I ran a multiple linear regression to investigate whether the hour which the accident occurred, sex of victim, and area name had relationship with victim age. Overall, the model was statistically significant with value being p < 0.0001. The hour in which the accident occurred showed a negative relationship with age of victim, which means that younger victims had more accidents later in the day. Many regions in Los Angeles also were significant predictors of victim age. The sex of the victim, however, was not statistically significant. The adjusted r^2 model explained 1% of variation in victim age.

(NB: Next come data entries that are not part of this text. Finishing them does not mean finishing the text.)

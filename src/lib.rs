//! # Connect Four Board
//!
//! A Connect Four board model: a fixed 6×7 grid of colored tokens with
//! gravity-driven insertion and four-in-a-row detection along rows, columns,
//! and both diagonals.
//!
//! The board is a plain `Copy` value with no turn management and no
//! game-over lock; callers drive the game by alternating [`Board::insert`]
//! and [`Board::winner`] themselves.
//!
//! ```
//! use connect_four_board::{Board, Cell};
//!
//! let mut board = Board::new();
//! for _ in 0..4 {
//!     board.insert(Cell::Red, 3).unwrap();
//! }
//! assert_eq!(board.winner(), Some(Cell::Red));
//! ```
//!
//! ## Modules
//!
//! - [`board`] — Board grid, cell type, insertion, win scan
//! - [`error`] — Structured error types

pub mod board;
pub mod error;

pub use board::{Board, Cell, COLS, ROWS, WIN_LEN};
pub use error::InsertError;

The visualization above illustrates the relationship between the time of accident and the victims age. The smooth line shows a negative relationship meaning that younger individuals tend to have accidents at night. The dots represent a single collision.
Visualization 1
car_clean %>%
filter(victim_sex %in% c("M","F")) %>%
ggplot(aes(x= area_name, fill = victim_sex)) +
geom_bar()+
coord_flip()+
labs(
title = "Traffic Collisions in L.A by Area (2010 - 2026)",
x = "Region",
y = "Accidents",
fill = "Sex"
)+
theme_dark()
#Created a simple bar graph but used coord_flip to allow for easier user readability. Focused on 2 sexes to reduce cluster.The visualization above displays the number Traffic Collisions in Los Angeles regions. There is a color fill to show separation between the number of accidents that Men and Women had over 10 years. illustrates that Men have higher number of accidents across all area’s in Los Angeles over the 10 years the LAPD reported. The police departments with the highest number of accidents is 77th Street, Southwest, and Wiltshire. The highest regions are heavily traffic roads which can be an indication of the high number of accidents.
Visualization 2
The attached Tableau visualization shows the traffic accident across Los Angeles police regions. Each point means a geographic reporting are in Los Angeles, while the size of the points are the number of collisions. As noted before, 77th Street and Southwest reported to have high number of traffic collisions throughout 10+ years. The visualization is interactive to give specific detail on count of accidents. Filter’s in victim sex were added to allow for an accurate analysis.
Conclusion
The visualizations created displayed the patterns of traffic accidents in Los Angeles. The first helped to determine correlation between how younger drivers at night tend to have more accidents than older individuals. While the other two visualizations gave detailed information on the areas in which this problem is most happening and the police department may have to improve its safety and surveillance protocols. Though the visualizations were great, I did attempt to show more difference between the number of accidents in each region with the size marks in Tableau. I could not find a way to do so. I was hoping I could also create a graph that could show specific places which accidents occurred, for example, streets, highways, parking lots. Overall, though the project did not go as expected it turned out well and I learned the importance of changes while going along the way of data analysis.